● **ACTIVITY**
Transcribe the following entries word for word. End with the line where "use crate::engine::LedgerEngine;" appears.

(Saved data entries)
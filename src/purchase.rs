//! Package Purchase Orchestrator
//!
//! A purchase debits the buyer, opens a package connection that pays
//! `amount * package.percentage / 100` at maturity, and credits every upline
//! referrer (up to the configured depth) with their tier commission. The whole
//! thing is one immediate transaction: any failure leaves no trace.
//!
//! Claims close a matured connection and pay principal plus earnings back
//! into the member's primary earnings bucket.

use chrono::{DateTime, Duration, Utc};
use serde::Serialize;
use tracing::{debug, info};

use crate::engine::LedgerEngine;
use crate::error::{LedgerError, LedgerResult};
use crate::money::{percent_of, round2};
use crate::notify::{self, NotificationKind};
use crate::referral::chain::CommissionType;
use crate::referral::{resolve_chain, ReferralLevel};
use crate::store::funds;
use crate::store::ledger::{append_tx_log, fetch_ledger, lock_or_create_ledger, save_ledger};
use crate::store::packages::{self, CommissionEntry, ConnectionStatus, NewConnection};
use crate::store::referral;
use crate::wallet::{deduct, deduct_reinvestment, Buckets, EarningsType};
use rusqlite::Connection;

/// Which buckets a purchase may draw from.
#[derive(Debug, Clone, Copy, PartialEq, Eq)]
enum FundingSource {
    /// wallet -> earnings -> bounty
    Standard,
    /// earnings -> bounty only
    Reinvestment,
}

/// One referrer credit made by a purchase.
#[derive(Debug, Clone, Serialize)]
pub struct CommissionCredit {
    pub referrer_id: i64,
    pub level: usize,
    pub percentage: f64,
    pub amount: f64,
    pub commission_type: CommissionType,
}

#[derive(Debug, Clone, Serialize)]
pub struct PurchaseReceipt {
    pub connection_id: i64,
    pub member_id: i64,
    pub package_id: i64,
    pub amount: f64,
    /// Maturity payout owed to the buyer
    pub package_earnings: f64,
    pub completion_deadline: DateTime<Utc>,
    pub balances: Buckets,
    pub is_from_wallet: bool,
    pub is_reinvestment: bool,
    pub commissions: Vec<CommissionCredit>,
    pub company_reserve: f64,
    /// The purchase flipped the buyer's active-member flag
    pub activated_member: bool,
}

impl PurchaseReceipt {
    pub fn total_commissions(&self) -> f64 {
        round2(self.commissions.iter().map(|c| c.amount).sum())
    }
}

#[derive(Debug, Clone, Serialize)]
pub struct ClaimReceipt {
    pub connection_id: i64,
    pub member_id: i64,
    pub payout: f64,
    pub balances: Buckets,
    pub claimed_at: DateTime<Utc>,
}

impl LedgerEngine {
    /// Buy `package_id` for `amount`, drawing wallet, then earnings, then bounty.
    pub fn purchase(&mut self, member_id: i64, package_id: i64, amount: f64) -> LedgerResult<PurchaseReceipt> {
        self.run_purchase(member_id, package_id, amount, FundingSource::Standard)
    }

    /// Buy `package_id` out of earnings and bounty only; the primary wallet is left alone.
    pub fn reinvest(&mut self, member_id: i64, package_id: i64, amount: f64) -> LedgerResult<PurchaseReceipt> {
        self.run_purchase(member_id, package_id, amount, FundingSource::Reinvestment)
    }

    fn run_purchase(
        &mut self,
        member_id: i64,
        package_id: i64,
        amount: f64,
        source: FundingSource,
    ) -> LedgerResult<PurchaseReceipt> {
        let now = self.clock.now();
        let amount = round2(amount);
        let max_depth = self.config.commission_max_depth;
        let batch_size = self.config.commission_batch_size.max(1);
        let label = match source {
            FundingSource::Standard => "purchase",
            FundingSource::Reinvestment => "reinvest",
        };

        let receipt = self.db.with_tx(label, |tx| {
            let package = packages::fetch_package(tx, package_id)?
                .ok_or(LedgerError::PackageNotFound(package_id))?;
            let member = referral::require_member(tx, member_id)?;
            let current = fetch_ledger(tx, member_id)?.unwrap_or_default();
            let hierarchy = referral::load_hierarchy(tx, member_id)?;

            if !package.is_enabled {
                return Err(LedgerError::PackageDisabled(package_id));
            }
            let available = match source {
                FundingSource::Standard => round2(current.combined_balance),
                FundingSource::Reinvestment => round2(current.reinvestable()),
            };
            if available < amount {
                return Err(LedgerError::InsufficientBalance {
                    available,
                    requested: amount,
                });
            }

            let deduction = match source {
                FundingSource::Standard => deduct(amount, &current)?,
                FundingSource::Reinvestment => deduct_reinvestment(amount, &current)?,
            };
            let package_earnings = percent_of(amount, package.percentage);
            let chain = resolve_chain(hierarchy.as_deref(), member_id, max_depth)?;
            let completion_deadline = now + Duration::days(package.days);

            let connection_id = packages::insert_connection(
                tx,
                &NewConnection {
                    member_id,
                    package_id,
                    amount,
                    earnings: package_earnings,
                    created_at: now,
                    completion_deadline,
                    is_reinvestment: deduction.is_reinvestment,
                },
            )?;
            append_tx_log(
                tx,
                member_id,
                -amount,
                &format!("Purchased package '{}' (connection #{connection_id})", package.name),
                now,
            )?;
            save_ledger(tx, member_id, &deduction.buckets, now)?;
            notify::push(
                tx,
                member_id,
                NotificationKind::PackagePurchased,
                &format!(
                    "You purchased '{}' for {amount:.2}; {package_earnings:.2} pays out on {}",
                    package.name,
                    completion_deadline.format("%Y-%m-%d")
                ),
                now,
            )?;

            let commissions =
                credit_commissions(tx, member_id, connection_id, amount, &chain, batch_size, now)?;
            let paid: f64 = commissions.iter().map(|c| c.amount).sum();
            let company = funds::adjust_company_funds(tx, -package_earnings, amount, paid, now)?;

            let activated_member = !member.is_active_member
                && packages::count_active_connections(tx, member_id)? == 1;
            if activated_member {
                referral::set_active_member(tx, member_id, true)?;
            }

            Ok(PurchaseReceipt {
                connection_id,
                member_id,
                package_id,
                amount,
                package_earnings,
                completion_deadline,
                balances: deduction.buckets,
                is_from_wallet: deduction.is_from_wallet,
                is_reinvestment: deduction.is_reinvestment,
                commissions,
                company_reserve: company.reserve,
                activated_member,
            })
        })?;

        info!(
            "[PURCHASE] member #{} bought package #{} for {:.2} (connection #{}, {} referrers paid {:.2}, reinvestment={})",
            receipt.member_id,
            receipt.package_id,
            receipt.amount,
            receipt.connection_id,
            receipt.commissions.len(),
            receipt.total_commissions(),
            receipt.is_reinvestment
        );
        Ok(receipt)
    }

    /// Close a matured connection and pay principal plus earnings.
    pub fn claim_package(&mut self, member_id: i64, connection_id: i64) -> LedgerResult<ClaimReceipt> {
        let now = self.clock.now();
        let receipt = self.db.with_tx("claim_package", |tx| {
            let connection = packages::fetch_connection(tx, connection_id)?
                .filter(|c| c.member_id == member_id)
                .ok_or(LedgerError::ConnectionNotFound(connection_id))?;

            if connection.status == ConnectionStatus::Ended {
                return Err(LedgerError::PackageAlreadyEnded(connection_id));
            }
            if !connection.is_matured(now) {
                return Err(LedgerError::PackageNotMatured(connection_id));
            }
            if !packages::end_connection(tx, connection_id, now)? {
                return Err(LedgerError::PackageAlreadyEnded(connection_id));
            }

            let payout = connection.payout();
            let mut buckets = lock_or_create_ledger(tx, member_id, now)?;
            buckets.credit(EarningsType::Package, payout);
            save_ledger(tx, member_id, &buckets, now)?;
            append_tx_log(
                tx,
                member_id,
                payout,
                &format!("Claimed package connection #{connection_id}"),
                now,
            )?;
            notify::push(
                tx,
                member_id,
                NotificationKind::PackageClaimed,
                &format!("Package #{connection_id} matured: {payout:.2} added to your earnings"),
                now,
            )?;

            Ok(ClaimReceipt {
                connection_id,
                member_id,
                payout,
                balances: buckets,
                claimed_at: now,
            })
        })?;

        info!(
            "[PURCHASE] member #{} claimed connection #{} for {:.2}",
            receipt.member_id, receipt.connection_id, receipt.payout
        );
        Ok(receipt)
    }

    /// Flag every ACTIVE connection past its deadline as ready to claim.
    pub fn refresh_ready_to_claim(&mut self) -> LedgerResult<usize> {
        let now = self.clock.now();
        let flagged = self
            .db
            .with_tx("refresh_ready_to_claim", |tx| packages::mark_ready_to_claim(tx, now))?;
        if flagged > 0 {
            info!("[PURCHASE] {} connections ready to claim", flagged);
        }
        Ok(flagged)
    }
}

/// Credit each referrer in chain order, `batch_size` at a time.
///
/// Batches only group the writes; they share the caller's transaction.
fn credit_commissions(
    tx: &Connection,
    purchaser_id: i64,
    connection_id: i64,
    amount: f64,
    chain: &[ReferralLevel],
    batch_size: usize,
    now: DateTime<Utc>,
) -> LedgerResult<Vec<CommissionCredit>> {
    let mut credits = Vec::with_capacity(chain.len());

    for (batch_no, batch) in chain.chunks(batch_size).enumerate() {
        for level in batch {
            let commission = percent_of(amount, level.percentage);
            if commission <= 0.0 {
                continue;
            }
            if referral::fetch_member(tx, level.member_id)?.is_none() {
                return Err(LedgerError::UnknownReferrer {
                    member_id: purchaser_id,
                    referrer_id: level.member_id,
                });
            }

            let mut buckets = lock_or_create_ledger(tx, level.member_id, now)?;
            buckets.credit(EarningsType::Referral, commission);
            save_ledger(tx, level.member_id, &buckets, now)?;

            let commission_type = level.commission_type();
            packages::insert_commission(
                tx,
                &CommissionEntry {
                    connection_id,
                    purchaser_id,
                    referrer_id: level.member_id,
                    level: level.level,
                    percentage: level.percentage,
                    earnings: commission,
                    commission_type,
                },
                now,
            )?;
            append_tx_log(
                tx,
                level.member_id,
                commission,
                &format!(
                    "Level {} {} commission from member #{purchaser_id} (connection #{connection_id})",
                    level.level,
                    commission_type.as_str()
                ),
                now,
            )?;
            notify::push(
                tx,
                level.member_id,
                NotificationKind::CommissionEarned,
                &format!("You earned {commission:.2} (level {}) from a downline purchase", level.level),
                now,
            )?;

            credits.push(CommissionCredit {
                referrer_id: level.member_id,
                level: level.level,
                percentage: level.percentage,
                amount: commission,
                commission_type,
            });
        }
        debug!(
            "[PURCHASE] connection #{} commission batch {} done ({} referrers)",
            connection_id,
            batch_no + 1,
            batch.len()
        );
    }

    Ok(credits)
}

● **WRITTEN RESPONSE**
filename src/purchase.rs
//! Package Purchase Orchestrator
//!
//! A purchase debits the buyer, opens a package connection that pays
//! `amount * package.percentage / 100` at maturity, and credits every upline
//! referrer (up to the configured depth) with their tier commission. The whole
//! thing is one immediate transaction: any failure leaves no trace.
//!
//! Claims close a matured connection and pay principal plus earnings back
//! into the member's primary earnings bucket.

use chrono::{DateTime, Duration, Utc};
use serde::Serialize;
use tracing::{debug, info};

use crate::engine::LedgerEngine;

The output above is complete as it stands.